Старец развел руками на манер уличного фокусника. Складывалось впечатление, что он вот-вот должен был достать из шляпы незнакомца-проклинателя, да передумал. Или фокус не удался.

— Нихон Седовласец. Сто лет назад.

— Нихон? Ерунда! Он никогда никого...

— Знаю, отрок. Не проклинал. Никогда, никого, ни за что. А этих, выходит, проклял. Аккурат в Гурьин день Нихонову проклятию сто лет исполняется. Поедешь, зарегистрируешь в «Старую клячу»...

«Старой клячей» в лейб-малефициуме именовали «Клятый свод» — перечень известных Высокой Науке проклятий, с фиксацией прямых и косвенных воздействий, а также с базовыми методиками снятия. В свое время Андреа чуть не свихнулся, заучивая: «На объект, на жизнь объекта, на окружение объекта, на посмертие объекта, на объектальную деятельность...»

— Скорей всего, глупость несусветная...

— Разумеется, глупость! — согласился Мускулюс. — Совершенно незачем туда ехать! Виси над поселком реальное проклятие, да еще Нихона Седовласца — все б давно оттуда разбежались. А раз живут - значит, вранье. Выдумали тоже...

— ...А с другой стороны, — как ни в чем не бывало продолжил лейб-малефактор, и Андреа прикусил язык, — вдруг там и впрямь Нихоново словцо обнаружится? А? Ты вдумайся: единственное проклятие Седовласца! Такой случай упускать нельзя, дружок. Изучить надо, вникнуть. Если оно до сих пор действует — подпитать манкой, под охрану взять... Как ценный раритет и памятник Высокой Науки. — Старец чихнул от возбуждения. — Езжай, езжай, отрок! Нечего в столице киснуть!

«Вечный Странник, ну почему — я? Почему — именно сейчас?!»

— У меня отпуск, — отважился напомнить Мускулюс. — С завтрашнего дня.

Серафим милостиво покивал.

— Разберешься с этими, проклятыми — и бегом в отпуск. Заслужил. А если окажется, что зря челом били... — лейб-малефактор причмокнул от удовольствия, блестя глазками-вишенками. — Помяни их незлым тихим словом. Чтоб занятых людей от дела не отрывали.

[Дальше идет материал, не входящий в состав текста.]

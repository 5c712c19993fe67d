//! Lazy scan results

use std::iter::FusedIterator;
use std::sync::atomic::{AtomicBool, Ordering};
use std::sync::Arc;

use bqfdw_types::Diagnostics;
use serde::ser::{Serialize, SerializeMap, Serializer};
use serde_json::Value;
use uuid::Uuid;

use crate::client::{RawRow, RawRows};

/// Cooperative scan termination signal shared with the host.
///
/// Cancelling stops row consumption at the next pull; an in-flight remote
/// call is not interrupted.
#[derive(Debug, Clone, Default)]
pub struct CancelToken(Arc<AtomicBool>);

impl CancelToken {
    pub fn new() -> Self {
        Self::default()
    }

    pub fn cancel(&self) {
        self.0.store(true, Ordering::Release);
    }

    pub fn is_cancelled(&self) -> bool {
        self.0.load(Ordering::Acquire)
    }
}

/// One result row, keyed by the requested column order.
#[derive(Debug, Clone, PartialEq)]
pub struct Row {
    columns: Arc<[String]>,
    values: Vec<Value>,
}

impl Row {
    pub fn columns(&self) -> &[String] {
        &self.columns
    }

    pub fn values(&self) -> &[Value] {
        &self.values
    }

    pub fn get(&self, column: &str) -> Option<&Value> {
        self.columns
            .iter()
            .position(|c| c == column)
            .map(|i| &self.values[i])
    }

    pub fn iter(&self) -> impl Iterator<Item = (&str, &Value)> {
        self.columns.iter().map(String::as_str).zip(&self.values)
    }

    pub fn into_values(self) -> Vec<Value> {
        self.values
    }
}

impl Serialize for Row {
    fn serialize<S: Serializer>(&self, serializer: S) -> Result<S::Ok, S::Error> {
        let mut map = serializer.serialize_map(Some(self.values.len()))?;
        for (column, value) in self.iter() {
            map.serialize_entry(column, value)?;
        }
        map.end()
    }
}

/// Forward-only, single-pass sequence of result rows.
///
/// A read failure is reported once and ends the scan. Rewinding means issuing
/// the query again.
pub struct Scan<'a> {
    id: Uuid,
    columns: Arc<[String]>,
    rows: Option<RawRows<'a>>,
    cancel: CancelToken,
    diagnostics: Diagnostics,
    emitted: usize,
    width_reported: bool,
}

impl<'a> Scan<'a> {
    pub(crate) fn new(
        columns: Vec<String>,
        rows: RawRows<'a>,
        cancel: CancelToken,
        diagnostics: Diagnostics,
    ) -> Self {
        Self {
            id: Uuid::new_v4(),
            columns: Arc::from(columns),
            rows: Some(rows),
            cancel,
            diagnostics,
            emitted: 0,
            width_reported: false,
        }
    }

    /// A scan that yields nothing.
    pub(crate) fn empty(columns: Vec<String>, diagnostics: Diagnostics) -> Self {
        Self {
            rows: None,
            ..Self::new(columns, Box::new(std::iter::empty()), CancelToken::new(), diagnostics)
        }
    }

    pub fn id(&self) -> Uuid {
        self.id
    }

    pub fn columns(&self) -> &[String] {
        &self.columns
    }

    /// Rows handed out so far.
    pub fn rows_emitted(&self) -> usize {
        self.emitted
    }

    fn finish(&mut self, reason: &str) {
        if self.rows.take().is_some() {
            self.diagnostics.debug(format!(
                "Scan {} {} after {} rows",
                self.id, reason, self.emitted
            ));
        }
    }

    fn shape(&mut self, mut raw: RawRow) -> Row {
        let width = self.columns.len();
        if raw.len() != width {
            if !self.width_reported {
                self.diagnostics.warn(format!(
                    "Scan {}: remote rows have {} values for {} requested columns",
                    self.id,
                    raw.len(),
                    width
                ));
                self.width_reported = true;
            }
            raw.resize(width, Value::Null);
        }
        Row {
            columns: Arc::clone(&self.columns),
            values: raw,
        }
    }
}

impl Iterator for Scan<'_> {
    type Item = Row;

    fn next(&mut self) -> Option<Row> {
        if self.cancel.is_cancelled() {
            self.finish("cancelled");
            return None;
        }

        match self.rows.as_mut()?.next() {
            None => {
                self.finish("finished");
                None
            }
            Some(Err(e)) => {
                self.diagnostics
                    .error(format!("Scan {} failed while reading results: {}", self.id, e));
                self.finish("aborted");
                None
            }
            Some(Ok(raw)) => {
                self.emitted += 1;
                Some(self.shape(raw))
            }
        }
    }
}

impl FusedIterator for Scan<'_> {}

impl std::fmt::Debug for Scan<'_> {
    fn fmt(&self, f: &mut std::fmt::Formatter<'_>) -> std::fmt::Result {
        f.debug_struct("Scan")
            .field("id", &self.id)
            .field("columns", &self.columns)
            .field("emitted", &self.emitted)
            .field("open", &self.rows.is_some())
            .finish()
    }
}

#[cfg(test)]
mod tests {
    use super::*;
    use crate::client::ClientError;
    use bqfdw_types::{CollectingReporter, Severity};
    use serde_json::json;

    fn scan_of<'a>(rows: Vec<Result<RawRow, ClientError>>, diagnostics: Diagnostics) -> Scan<'a> {
        Scan::new(
            vec!["state".to_string(), "number".to_string()],
            Box::new(rows.into_iter()),
            CancelToken::new(),
            diagnostics,
        )
    }

    #[test]
    fn test_rows_are_keyed_by_column() {
        let mut scan = scan_of(vec![Ok(vec![json!("CA"), json!(7)])], Diagnostics::tracing(false));
        let row = scan.next().unwrap();

        assert_eq!(row.get("number"), Some(&json!(7)));
        assert_eq!(row.get("missing"), None);
        assert_eq!(serde_json::to_string(&row).unwrap(), r#"{"state":"CA","number":7}"#);
        assert!(scan.next().is_none());
        assert_eq!(scan.rows_emitted(), 1);
    }

    #[test]
    fn test_width_mismatch_is_reported_once() {
        let collector = Arc::new(CollectingReporter::new());
        let scan = scan_of(
            vec![
                Ok(vec![json!("CA")]),
                Ok(vec![json!("NY"), json!(1), json!("extra")]),
            ],
            Diagnostics::new(collector.clone(), false),
        );
        let rows: Vec<Row> = scan.collect();

        assert_eq!(rows[0].values(), &[json!("CA"), Value::Null]);
        assert_eq!(rows[1].values(), &[json!("NY"), json!(1)]);
        assert_eq!(collector.messages_at(Severity::Warning).len(), 1);
    }

    #[test]
    fn test_read_error_ends_scan() {
        let collector = Arc::new(CollectingReporter::new());
        let mut scan = scan_of(
            vec![
                Ok(vec![json!("CA"), json!(1)]),
                Err(ClientError::Query("stream reset".to_string())),
                Ok(vec![json!("NY"), json!(2)]),
            ],
            Diagnostics::new(collector.clone(), false),
        );

        assert!(scan.next().is_some());
        assert!(scan.next().is_none());
        assert!(scan.next().is_none());
        assert_eq!(collector.messages_at(Severity::Error).len(), 1);
    }

    #[test]
    fn test_cancel_stops_consumption() {
        let cancel = CancelToken::new();
        let mut scan = Scan::new(
            vec!["n".to_string()],
            Box::new((0..100).map(|i| Ok(vec![json!(i)]))),
            cancel.clone(),
            Diagnostics::tracing(false),
        );

        assert!(scan.next().is_some());
        cancel.cancel();
        assert!(scan.next().is_none());
        assert_eq!(scan.rows_emitted(), 1);
    }
}
//! Command-line predicate and column arguments

use anyhow::{bail, Result};
use bqfdw_query::Qualifier;
use bqfdw_types::Scalar;

/// Operator spellings accepted in `--where`, longest first so `<=` wins over `<`.
const OPERATORS: &[&str] = &[
    "IS NOT NULL",
    "IS NULL",
    "NOT LIKE",
    "LIKE",
    "IN",
    "!~~",
    "~~",
    "<>",
    "!=",
    "<=",
    ">=",
    "==",
    "=",
    "<",
    ">",
];

/// Parse `column operator value`, e.g. `number > 1000` or `state IN ["CA","NY"]`.
///
/// The value is read as JSON when it parses as JSON and as a plain string
/// otherwise. Null checks take no value.
pub fn parse_qualifier(input: &str) -> Result<Qualifier> {
    let input = input.trim();
    let Some((column, rest)) = input.split_once(char::is_whitespace) else {
        bail!("expected '<column> <operator> [value]', got '{}'", input);
    };
    let rest = rest.trim_start();

    for op in OPERATORS {
        let Some(head) = rest.get(..op.len()) else {
            continue;
        };
        if !head.eq_ignore_ascii_case(op) {
            continue;
        }
        let value = rest[op.len()..].trim();
        let is_word = op.chars().all(|c| c.is_ascii_alphabetic() || c == ' ');
        if is_word && !value.is_empty() && !rest[op.len()..].starts_with(char::is_whitespace) {
            continue;
        }

        if op.starts_with("IS") {
            if !value.is_empty() {
                bail!("'{}' takes no value", op);
            }
            return Ok(Qualifier::new(column, *op, Scalar::Null));
        }
        if value.is_empty() {
            bail!("missing value after '{}' in '{}'", op, input);
        }
        return Ok(Qualifier::new(column, *op, parse_value(value)));
    }

    // Leave unknown operators to the builder, which skips them with a warning
    match rest.split_once(char::is_whitespace) {
        Some((op, value)) => Ok(Qualifier::new(column, op, parse_value(value.trim()))),
        None => bail!("expected '<column> <operator> [value]', got '{}'", input),
    }
}

fn parse_value(value: &str) -> Scalar {
    match serde_json::from_str::<serde_json::Value>(value) {
        Ok(json) => Scalar::from(json),
        Err(_) => Scalar::from(value),
    }
}

/// Split a comma-separated column list, dropping empty entries.
pub fn parse_columns(input: &str) -> Vec<String> {
    input
        .split(',')
        .map(str::trim)
        .filter(|c| !c.is_empty())
        .map(str::to_string)
        .collect()
}

#[cfg(test)]
mod tests {
    use super::*;

    #[test]
    fn test_comparison() {
        let q = parse_qualifier("number >= 1000").unwrap();
        assert_eq!(q.field_name, "number");
        assert_eq!(q.operator, ">=");
        assert_eq!(q.value, Scalar::Int(1000));
    }

    #[test]
    fn test_string_values() {
        assert_eq!(parse_qualifier("state = CA").unwrap().value, Scalar::from("CA"));
        assert_eq!(parse_qualifier(r#"state = "CA""#).unwrap().value, Scalar::from("CA"));
        assert_eq!(parse_qualifier("name like M%").unwrap().operator, "LIKE");
    }

    #[test]
    fn test_null_checks() {
        let q = parse_qualifier("gender is not null").unwrap();
        assert_eq!(q.operator, "IS NOT NULL");
        assert_eq!(q.value, Scalar::Null);
        assert!(parse_qualifier("gender IS NULL 3").is_err());
    }

    #[test]
    fn test_membership() {
        let q = parse_qualifier(r#"state IN ["CA", "NY"]"#).unwrap();
        assert_eq!(q.operator, "IN");
        assert_eq!(q.value, Scalar::List(vec![Scalar::from("CA"), Scalar::from("NY")]));
    }

    #[test]
    fn test_word_operator_needs_separator() {
        // `INDEX` is not `IN` followed by a value
        let q = parse_qualifier("state INDEX 3").unwrap();
        assert_eq!(q.operator, "INDEX");
    }

    #[test]
    fn test_malformed() {
        assert!(parse_qualifier("number").is_err());
        assert!(parse_qualifier("number >").is_err());
    }

    #[test]
    fn test_parse_columns() {
        assert_eq!(parse_columns("state, number,,"), vec!["state", "number"]);
    }
}
//! Foreign schema import
//!
//! Turns remote catalog rows into [`TableDraft`]s the host engine can register
//! as foreign tables.

mod draft;
mod importer;
pub mod naming;

pub use draft::TableDraft;
pub use importer::{ImportError, ImportReport, SchemaImporter, SchemaRestriction};
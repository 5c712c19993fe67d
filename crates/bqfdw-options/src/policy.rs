use bqfdw_types::Diagnostics;

/// What to do when an imported table breaks a relational engine limit.
#[derive(Debug, Clone, Copy, PartialEq, Eq, Hash, Default)]
pub enum OverflowPolicy {
    /// Drop the offending table (column count) or columns (name collisions).
    Skip,
    /// Keep what fits: truncate the column list, or disambiguate names.
    Trim,
    /// Reject the table with a diagnostic.
    #[default]
    Error,
}

impl OverflowPolicy {
    pub fn parse(value: &str) -> Option<Self> {
        match value.trim().to_ascii_lowercase().as_str() {
            "skip" => Some(OverflowPolicy::Skip),
            "trim" => Some(OverflowPolicy::Trim),
            "error" => Some(OverflowPolicy::Error),
            _ => None,
        }
    }

    pub(crate) fn parse_or_default(option: &str, value: &str, diagnostics: &Diagnostics) -> Self {
        Self::parse(value).unwrap_or_else(|| {
            diagnostics.warn(format!(
                "Invalid {} policy '{}', falling back to error",
                option, value
            ));
            OverflowPolicy::default()
        })
    }

    pub fn as_str(&self) -> &'static str {
        match self {
            OverflowPolicy::Skip => "skip",
            OverflowPolicy::Trim => "trim",
            OverflowPolicy::Error => "error",
        }
    }
}

impl std::fmt::Display for OverflowPolicy {
    fn fmt(&self, f: &mut std::fmt::Formatter<'_>) -> std::fmt::Result {
        f.write_str(self.as_str())
    }
}

#[cfg(test)]
mod tests {
    use super::*;

    #[test]
    fn test_parse() {
        assert_eq!(OverflowPolicy::parse("skip"), Some(OverflowPolicy::Skip));
        assert_eq!(OverflowPolicy::parse(" TRIM "), Some(OverflowPolicy::Trim));
        assert_eq!(OverflowPolicy::parse("error"), Some(OverflowPolicy::Error));
        assert_eq!(OverflowPolicy::parse("drop"), None);
        assert_eq!(OverflowPolicy::default(), OverflowPolicy::Error);
    }
}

— Мы с женой вместе собирались! — в отчаянии выложил малефик последний козырь. — Она уже из Чуриха сюда вылетела. Наама не поймет...

— А ты на меня сошлись, дружок, — подмигнул лукавый старец. — Скажи: я тебя силой принудил. Вали кулем на нас с королем! Жена поймет, ты уж не сомневайся. Она у тебя умница, я в курсе...

Кряхтя, Нексус стал выбираться из-за стола. Сухая, похожая на птичью лапу ладонь чуть не смахнула на пол стопку книг в переплетах из лилльской кожи. Среди гримуаров явственно различались «Этические парадоксы высшего малефициума» Целтуса Масона и классический труд «Дифференциальное счисление малефакторных воздействий» Альбрехта Рукмайера.

«Рука славы», висевшая на стене, небрежно скрутила кукиш, давая понять, что аудиенция окончена.

* * *

Мускулюс с сожалением окинул взглядом длинный стол, установленный прямо во дворе Юрася Ложечника. Он успел отдать должное и наваристой ухе, и печеным баклажанам с чесноком, и мясной кулебяке с пылу, с жару, и подчеревине, копченной на вишне. Под шкалик-другой «сливянчика» еще можно было бы... Он сурово пресек предательские мысли.

— Шкварочек, мастер?

— Благодарю, достаточно. Не пора ли нам перейти к делу?

— Да-да, оно, конечно... — староста с шумом выдохнул. — Я готов.

Выглядел Юрась — краше в гроб кладут.

— Про вас я помню. Отправьте кого-нибудь за другими. Мне нужны потомки свидетелей. Главное, чтоб помнили рассказы пращуров об известном нам событии. Человек пять наберется? Староста наморщил лоб.

— Кжыш Тесля, Маланка Невдалая, Яшик-сукоруб, — он загибал корявые пальцы. — Братья Сычи, ясен заусенец. Ну и Брёшка Хробачиха, куды ж без этой гадюки... Эй, Марек, подь до батьки!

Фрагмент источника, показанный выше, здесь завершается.